Le rapport douche aussi quelques illusions quant à un remboursement des frais de justice en fin de procès. « Pour être entièrement remboursé, l’avocat doit verser à la procédure ses factures d’honoraires. Or, la majorité des avocates et avocats ne les donnent pas, car ils ne veulent pas que les magistrats aient connaissance de leurs tarifs. Et les magistrats fixent un montant forfaitaire en dessous de la réalité » explique à son tour Marilyn Baldeck, déléguée générale de l’AVFT Libres et Égales.
Lucile Peytavin et Lucile Quillet insistent aussi sur le manque à gagner pour les victimes : « elles puisent dans leur épargne, elles prennent des crédits, elles empruntent de l’argent auprès de leurs proches, voire vendent leur logement ou patrimoine, quand elles en ont. Cet argent disponible en moins, c’est autant de ressources et de potentiel d’investissement à long terme dont elles se retrouvent privées » Elles rappellent aussi que dénoncer une agression sexuelle au travail se traduit le plus souvent par un licenciement suivi d’une période de chômage et d’un nouveau travail moins bien rémunéré…
Beaucoup de victimes s’arrêtent en cours de route. Mais pour celles qui vont jusqu’au bout… quelle indemnité ? Impossible de calculer une somme moyenne. Normalement c’est à l’agresseur de verser cette indemnité mais c’est le plus souvent le Fonds de Garanties des victimes de Terrorisme et d’autres Infractions (FGTI) qui prend le relais. Des cas d’indemnisation de 20.000 à 50.000 euros pour des viols sont rapportés mais ils sont rares. Et il faut attendre plus de 7 ans pour en arriver là.
Le plus souvent les victimes perdent sur tous les tableaux. Le rapport cite l’exemple fictif de Julie, une Parisienne victime d’un viol. Après sept ans de procédure, elle échoue à faire condamner son agresseur, « comme dans l’immense majorité des cas ». Julie aura déboursé en vain près de 8.500 euros pour ses démarches juridiques, dont 6.000 euros de frais d’avocat, selon les calculs des autrices. Et cela, sans compter le coût de son suivi psychologique.
Le rapport formule plusieurs propositions pour faire baisser les coûts de justice.
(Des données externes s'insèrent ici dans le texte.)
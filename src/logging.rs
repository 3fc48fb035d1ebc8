use anyhow::Result;
use tracing_subscriber::{layer::SubscriberExt, util::SubscriberInitExt, EnvFilter};

const DEFAULT_FILTER: &str = "info,sheet_insights=debug,tower_http=info";

/// `RUST_LOG` wins over the default filter when set.
pub fn init_logging() -> Result<()> {
    tracing_subscriber::registry()
        .with(EnvFilter::try_from_default_env()
            .unwrap_or_else(|_| DEFAULT_FILTER.into()))
        .with(tracing_subscriber::fmt::layer().with_target(false))
        .try_init()?;

    Ok(())
}
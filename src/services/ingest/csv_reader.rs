use std::collections::HashSet;

use csv::{ReaderBuilder, StringRecord};

use super::utils::{coerce_cell, sheet_name_from_file, unique_header};
use crate::error::AppError;
use crate::models::{Row, Sheet};

/// Parses a header-first CSV document into a single sheet.
///
/// Blank lines are skipped by the reader. Every record must have as many fields as the
/// header row; anything else is reported as a parse error.
pub fn read_csv(file_name: &str, data: &[u8]) -> Result<Sheet, AppError> {
    let mut reader = ReaderBuilder::new()
        .has_headers(true)
        .flexible(false)
        .from_reader(data);

    let mut existing_names = HashSet::new();
    let headers: Vec<String> = reader
        .headers()
        .map_err(AppError::csv_parse)?
        .iter()
        .map(|name| unique_header(name, &mut existing_names))
        .collect();

    let mut rows = Vec::new();
    for result in reader.records() {
        let record = result.map_err(AppError::csv_parse)?;
        if is_blank(&record) {
            continue;
        }
        rows.push(record_to_row(&headers, &record));
    }

    tracing::debug!("Parsed CSV {} with {} columns and {} rows", file_name, headers.len(), rows.len());

    Ok(Sheet {
        name: sheet_name_from_file(file_name),
        headers,
        rows,
    })
}

fn is_blank(record: &StringRecord) -> bool {
    record.len() == 1 && record.get(0).map_or(true, str::is_empty)
}

fn record_to_row(headers: &[String], record: &StringRecord) -> Row {
    headers
        .iter()
        .zip(record.iter())
        .filter_map(|(header, raw)| coerce_cell(raw).map(|value| (header.clone(), value)))
        .collect()
}
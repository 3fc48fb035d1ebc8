pub mod csv_reader;
pub mod excel_reader;
pub mod utils;

use bytes::Bytes;

use crate::error::AppError;
use crate::models::{Sheet, Workbook};

#[derive(Debug, Clone, Copy, PartialEq, Eq)]
pub enum FileFormat {
    Csv,
    Spreadsheet,
}

impl FileFormat {
    /// Decided by extension alone, case-insensitively. Which spreadsheet container it is gets
    /// sniffed from the bytes later.
    pub fn from_file_name(file_name: &str) -> Result<Self, AppError> {
        let lower = file_name.to_lowercase();
        if lower.ends_with(".csv") {
            Ok(FileFormat::Csv)
        } else if lower.ends_with(".xlsx") || lower.ends_with(".xls") {
            Ok(FileFormat::Spreadsheet)
        } else {
            Err(AppError::UnsupportedFormat(file_name.to_string()))
        }
    }
}

/// Turns one uploaded file into a workbook of non-empty sheets. Either every sheet is
/// returned or the whole file fails.
pub fn ingest(file_name: &str, format: FileFormat, data: Bytes) -> Result<Workbook, AppError> {
    let start = std::time::Instant::now();
    tracing::info!("Ingesting {} ({:?}, {}KB)", file_name, format, data.len() / 1024);

    let sheets = match format {
        FileFormat::Csv => vec![csv_reader::read_csv(file_name, &data)?],
        FileFormat::Spreadsheet => excel_reader::read_spreadsheet(data)?,
    };

    let workbook = assemble_workbook(file_name, sheets)?;
    tracing::info!(
        "Ingested {} in {:?}: {} sheet(s), {} rows",
        file_name,
        start.elapsed(),
        workbook.sheet_count(),
        workbook.sheets.iter().map(Sheet::row_count).sum::<usize>()
    );

    Ok(workbook)
}

/// Keeps the sheets that have data rows, in their original order.
fn assemble_workbook(file_name: &str, sheets: Vec<Sheet>) -> Result<Workbook, AppError> {
    let sheets: Vec<Sheet> = sheets
        .into_iter()
        .filter(|sheet| {
            if sheet.rows.is_empty() {
                tracing::warn!("Sheet {} has no data rows, skipping", sheet.name);
                false
            } else {
                true
            }
        })
        .collect();

    if sheets.is_empty() {
        tracing::error!("No data rows found in {}", file_name);
        return Err(AppError::EmptyDataset);
    }

    Ok(Workbook {
        file_name: file_name.to_string(),
        sheets,
    })
}
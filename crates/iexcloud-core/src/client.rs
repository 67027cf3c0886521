use std::fmt::{Debug, Formatter};
use std::sync::Arc;

use serde::de::DeserializeOwned;

use crate::config::ClientConfig;
use crate::decode::{decode_json, decode_price};
use crate::domain::{
    Book, DelayedQuote, HistoricalPrice, IntradayPrice, LargestTrade, Metadata, Ohlc,
    PreviousDayPrice, Quote, VolumeByVenue,
};
use crate::endpoint::Endpoint;
use crate::error::{ApiError, IexError};
use crate::http_client::{HttpClient, HttpMethod, HttpRequest, ReqwestHttpClient};
use crate::options::{HistoricalOptions, IntradayOptions};

pub const PRODUCTION_BASE_URL: &str = "https://cloud.iexapis.com/stable";
pub const SANDBOX_BASE_URL: &str = "https://sandbox.iexapis.com/stable";

/// Client for the IEX Cloud REST API.
///
/// Each method issues exactly one HTTP request through the shared transport;
/// nothing is cached or retried. The client is cheap to clone and safe to
/// share between tasks.
#[derive(Clone)]
pub struct IexClient {
    base_url: String,
    secret_key: String,
    publishable_key: Option<String>,
    http_client: Arc<dyn HttpClient>,
}

impl IexClient {
    pub fn new(secret_key: impl Into<String>, sandbox: bool) -> Self {
        let base_url = if sandbox {
            SANDBOX_BASE_URL
        } else {
            PRODUCTION_BASE_URL
        };

        Self {
            base_url: base_url.to_owned(),
            secret_key: secret_key.into(),
            publishable_key: None,
            http_client: Arc::new(ReqwestHttpClient::default()),
        }
    }

    pub fn from_config(config: &ClientConfig) -> Self {
        let client = Self::new(config.secret_key.clone(), config.sandbox);
        match &config.publishable_key {
            Some(publishable_key) => client.with_publishable_key(publishable_key.clone()),
            None => client,
        }
    }

    pub fn with_publishable_key(mut self, publishable_key: impl Into<String>) -> Self {
        self.publishable_key = Some(publishable_key.into());
        self
    }

    pub fn with_http_client(mut self, http_client: Arc<dyn HttpClient>) -> Self {
        self.http_client = http_client;
        self
    }

    /// Points the client at another host, e.g. a local stub server.
    pub fn with_base_url(mut self, base_url: impl Into<String>) -> Self {
        self.base_url = base_url.into().trim_end_matches('/').to_owned();
        self
    }

    pub fn base_url(&self) -> &str {
        &self.base_url
    }

    pub fn publishable_key(&self) -> Option<&str> {
        self.publishable_key.as_deref()
    }

    /// Account metadata: tier, message limits and usage.
    pub async fn metadata(&self) -> Result<Metadata, IexError> {
        self.get_json(self.endpoint("/account/metadata")).await
    }

    /// Sets the monthly message budget of the account.
    pub async fn set_message_budget(&self, total_messages: u64) -> Result<(), IexError> {
        let endpoint = self
            .endpoint("/account/messagebudget")
            .param("totalMessages", total_messages.to_string());
        self.execute(HttpMethod::Post, endpoint).await?;
        Ok(())
    }

    pub async fn book(&self, symbol: &str) -> Result<Book, IexError> {
        self.get_json(self.stock_endpoint(symbol, "book")).await
    }

    pub async fn historical_prices(
        &self,
        options: &HistoricalOptions,
    ) -> Result<Vec<HistoricalPrice>, IexError> {
        let endpoint = self.authenticate(options.apply(&self.base_url));
        self.get_json(endpoint).await
    }

    pub async fn intraday_prices(
        &self,
        options: &IntradayOptions,
    ) -> Result<Vec<IntradayPrice>, IexError> {
        let endpoint = self.authenticate(options.apply(&self.base_url));
        self.get_json(endpoint).await
    }

    pub async fn delayed_quote(&self, symbol: &str) -> Result<DelayedQuote, IexError> {
        self.get_json(self.stock_endpoint(symbol, "delayed-quote"))
            .await
    }

    pub async fn largest_trades(&self, symbol: &str) -> Result<Vec<LargestTrade>, IexError> {
        self.get_json(self.stock_endpoint(symbol, "largest-trades"))
            .await
    }

    pub async fn ohlc(&self, symbol: &str) -> Result<Ohlc, IexError> {
        self.get_json(self.stock_endpoint(symbol, "ohlc")).await
    }

    pub async fn previous_day_price(&self, symbol: &str) -> Result<PreviousDayPrice, IexError> {
        self.get_json(self.stock_endpoint(symbol, "previous")).await
    }

    /// Latest price as a bare number.
    pub async fn price_only(&self, symbol: &str) -> Result<f64, IexError> {
        let body = self
            .execute(HttpMethod::Get, self.stock_endpoint(symbol, "price"))
            .await?;
        decode_price(&body)
    }

    /// Quote for `symbol`. With `display_percent` the percentage fields are
    /// multiplied by 100 upstream.
    pub async fn quote(&self, symbol: &str, display_percent: bool) -> Result<Quote, IexError> {
        let endpoint = self
            .stock_endpoint(symbol, "quote")
            .flag("displayPercent", display_percent);
        self.get_json(endpoint).await
    }

    pub async fn volume_by_venue(&self, symbol: &str) -> Result<Vec<VolumeByVenue>, IexError> {
        self.get_json(self.stock_endpoint(symbol, "volume-by-venue"))
            .await
    }

    fn endpoint(&self, path: &str) -> Endpoint {
        self.authenticate(Endpoint::new(&self.base_url, path))
    }

    fn stock_endpoint(&self, symbol: &str, resource: &str) -> Endpoint {
        self.endpoint(&format!("/stock/{symbol}/{resource}"))
    }

    fn authenticate(&self, endpoint: Endpoint) -> Endpoint {
        endpoint.param("token", self.secret_key.as_str())
    }

    async fn get_json<T>(&self, endpoint: Endpoint) -> Result<T, IexError>
    where
        T: DeserializeOwned,
    {
        let body = self.execute(HttpMethod::Get, endpoint).await?;
        decode_json(&body)
    }

    /// Sends one request and returns the body of a 200 response.
    async fn execute(&self, method: HttpMethod, endpoint: Endpoint) -> Result<String, IexError> {
        tracing::debug!(%method, path = endpoint.path(), "sending IEX Cloud request");

        let request = HttpRequest::new(method, endpoint.build());
        let response = self.http_client.execute(request).await?;

        if !response.is_ok() {
            tracing::debug!(
                %method,
                path = endpoint.path(),
                status = response.status,
                "IEX Cloud request rejected"
            );
            return Err(ApiError::new(response.status, response.body).into());
        }

        Ok(response.body)
    }
}

impl Debug for IexClient {
    fn fmt(&self, f: &mut Formatter<'_>) -> std::fmt::Result {
        f.debug_struct("IexClient")
            .field("base_url", &self.base_url)
            .field("secret_key", &"<redacted>")
            .field(
                "publishable_key",
                &self.publishable_key.as_ref().map(|_| "<redacted>"),
            )
            .finish_non_exhaustive()
    }
}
Parmi celles-ci :
– Supprimer, dans les affaires de violences sexuelles, la « consignation » exigée pour se constituer partie civile. Cette somme, assimilable à une caution et destinée à dissuader les plaintes abusives, va de 1.500 à 3.000 euros.
– Revalorisation du barème de l’aide juridictionnelle, versée par l’Etat aux justiciables pour prendre en charge, partiellement ou totalement, leurs frais d’avocat. Ce barème, qui tient compte des revenus du demandeur, est actuellement « l’un des plus bas en Europe ».
– « Déconjugaliser » les critères d’attribution de cette aide, « pour que les femmes mariées et pacsées ne s’en voient pas privées et placées en situation de dépendance économique vis-à-vis de leur conjoint ».
*Lucile Peytavin, historienne et essayiste, autrice de l’essai Le Coût de la virilité, ed. A. Carrière.
*Lucile Quillet, journaliste, autrice de l’essai Le Prix à payer, ce que coûte le couple hétéro aux femmes, ed. Les liens qui libèrent.